Ebenfalls nicht zu dulden sind kritische Äußerungen des Beamten, deren Häufigkeit und Intensität dazu führen, dass der Dienstbetrieb und die Erledigung der dienstlichen Aufgaben beeinträchtigt werden, so das BVerwG.

Der Kläger hatte laut BVerwG die Verpflichtung aus § 60 Abs. 2 BBG zur Mäßigung und Zurückhaltung bei politischer Betätigung sowie die Pflicht zu achtungs- und vertrauenswürdigem Verhalten aus § 61 Abs. 1 Satz 3 BBG verletzt. Aus der dem Beamten obliegenden Treuepflicht als hergebrachtem Grundsatz des Berufsbeamtentums folge, dass die Meinungsäußerungsfreiheit bei Beamten nach Maßgabe der Erfordernisse ihres Amtes Einschränkungen unterliegt (etwa BVerfG, Az.: 2 BvR 111/88), heißt es im Urteil.

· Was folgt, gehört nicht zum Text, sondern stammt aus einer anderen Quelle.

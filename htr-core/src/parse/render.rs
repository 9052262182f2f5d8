use std::path::{Path, PathBuf};

use image::DynamicImage;
use pdfium_render::prelude::{PdfDocument, PdfRenderConfig, Pdfium};
use snafu::{ResultExt, ensure};
use tracing::*;

use crate::{consts::*, error::*};

/// Renders PDF pages to grayscale images through PDFium.
pub struct PdfRasterizer {
    pdfium: Pdfium,
    dpi: u16,
}

impl PdfRasterizer {
    /// Binds PDFium from `PDFIUM_DYNAMIC_LIB_PATH`, the usual library
    /// directories or the system library, in that order.
    #[tracing::instrument]
    pub fn new(dpi: u16) -> Result<Self, HtrError> {
        let env_dir = std::env::var(PDFIUM_LIB_PATH_ENV_NAME).ok();

        for dir in library_dirs(env_dir.as_deref()) {
            let library = Pdfium::pdfium_platform_library_name_at_path(&dir);
            if !library.exists() {
                trace!("no pdfium at {}", library.display());
                continue;
            }

            match Pdfium::bind_to_library(&library) {
                Ok(bindings) => {
                    info!("bound pdfium from {}", library.display());
                    return Ok(Self {
                        pdfium: Pdfium::new(bindings),
                        dpi,
                    });
                }
                Err(err) => warn!("failed to bind pdfium at {}: {err}", library.display()),
            }
        }

        let bindings = Pdfium::bind_to_system_library().map_err(|err| {
            debug!("system pdfium unavailable: {err}");
            HtrError::PdfiumNotFound {
                env_name: PDFIUM_LIB_PATH_ENV_NAME.to_string(),
                hint: PDFIUM_INSTALL_HINT.to_string(),
            }
        })?;
        info!("bound system pdfium");

        Ok(Self {
            pdfium: Pdfium::new(bindings),
            dpi,
        })
    }

    pub fn dpi(&self) -> u16 {
        self.dpi
    }

    /// Renders every page of a PDF file, optionally saving them as
    /// `page_001.png`, `page_002.png`, ... in `output_dir`.
    pub fn rasterize_file<P: AsRef<Path>>(
        &self,
        path: P,
        output_dir: Option<&Path>,
    ) -> Result<Vec<DynamicImage>, HtrError> {
        let path = path.as_ref();
        ensure!(
            path.exists(),
            FileNotFoundSnafu {
                path: path.to_string_lossy()
            }
        );

        let document = self
            .pdfium
            .load_pdf_from_file(path, None)
            .context(PdfiumSnafu {
                stage: "load-pdf-by-path",
            })?;
        let pages = self.render(&document)?;

        if let Some(dir) = output_dir {
            save_pages(&pages, dir)?;
        }

        Ok(pages)
    }

    /// Renders every page of an in-memory PDF.
    pub fn rasterize_bytes(&self, bytes: &[u8]) -> Result<Vec<DynamicImage>, HtrError> {
        let document = self
            .pdfium
            .load_pdf_from_byte_slice(bytes, None)
            .context(PdfiumSnafu {
                stage: "load-pdf-by-bytes",
            })?;

        self.render(&document)
    }

    fn render(&self, document: &PdfDocument<'_>) -> Result<Vec<DynamicImage>, HtrError> {
        let scale = self.dpi as f32 / PDF_POINTS_PER_INCH;
        let render_config = PdfRenderConfig::new().scale_page_by_factor(scale);
        let page_count = document.pages().len();
        info!("rendering {page_count} pages at {} dpi", self.dpi);

        document
            .pages()
            .iter()
            .enumerate()
            .map(|(idx, page)| {
                debug!("render page {}/{page_count}", idx + 1);
                page.render_with_config(&render_config)
                    .map(|bitmap| DynamicImage::ImageLuma8(bitmap.as_image().to_luma8()))
                    .context(PdfiumSnafu {
                        stage: "render-page",
                    })
            })
            .collect()
    }
}

/// Directories searched for the PDFium shared library.
pub fn library_dirs(env_dir: Option<&str>) -> Vec<PathBuf> {
    env_dir
        .into_iter()
        .chain(PDFIUM_CANDIDATE_DIRS.iter().copied())
        .map(PathBuf::from)
        .collect()
}

/// Writes pages as `page_{n:03}.png`, numbering from 1.
pub fn save_pages(pages: &[DynamicImage], dir: &Path) -> Result<Vec<PathBuf>, HtrError> {
    std::fs::create_dir_all(dir).context(IoWriteSnafu {
        path: dir.to_string_lossy(),
    })?;

    pages
        .iter()
        .enumerate()
        .map(|(idx, page)| {
            let path = dir.join(format!("page_{:03}.png", idx + 1));
            page.save(&path).context(ImageWriteSnafu {
                path: path.to_string_lossy(),
            })?;
            debug!("saved {}", path.display());
            Ok(path)
        })
        .collect()
}

#[cfg(test)]
mod tests {
    use super::*;
    use image::{GrayImage, Luma};

    #[test]
    fn test_library_dirs_order() {
        let dirs = library_dirs(Some("/opt/pdfium"));
        assert_eq!(dirs[0], PathBuf::from("/opt/pdfium"));
        assert_eq!(dirs[1], PathBuf::from("lib"));
        assert_eq!(dirs.len(), PDFIUM_CANDIDATE_DIRS.len() + 1);

        assert_eq!(library_dirs(None).len(), PDFIUM_CANDIDATE_DIRS.len());
    }

    #[test]
    fn test_save_pages() -> Result<(), Box<dyn std::error::Error>> {
        let dir = tempfile::tempdir()?;
        let pages = vec![
            DynamicImage::ImageLuma8(GrayImage::from_pixel(4, 4, Luma([0]))),
            DynamicImage::ImageLuma8(GrayImage::from_pixel(4, 4, Luma([255]))),
        ];

        let out = dir.path().join("pages");
        let paths = save_pages(&pages, &out)?;
        assert_eq!(paths.len(), 2);
        assert!(out.join("page_001.png").exists());
        assert!(out.join("page_002.png").exists());

        let reloaded = image::open(&paths[1])?.to_luma8();
        assert_eq!(reloaded.get_pixel(0, 0).0[0], 255);
        Ok(())
    }
}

Auf Nachfrage erklärt Peter Wedde, Professor für Arbeitsrecht und Recht der Informationsgesellschaft an der Frankfurt University of Applied Sciences, dass nicht nur für Beamte, sondern auch für Arbeitnehmer im öffentlichen Dienst wegen deren Nähe zum Staat verschärfte Treuepflichten gelten. Und der Experte weiß, dass dieses Thema nicht nur arbeits- oder verwaltungsrechtlich von Bedeutung ist: »Derzeit gibt es intensive Debatten zu diesem Thema bezüglich rechtsradikaler und fremdenfeindlicher Listen bei Wahlen von Interessenvertretungen.«

Hätte die Beamtin in Deutschland entsprechend gehandelt, wäre sie wohl auch hier um ein Disziplinarverfahren nicht herumgekommen, dass ihr möglicherweise den Job gekostet hätte.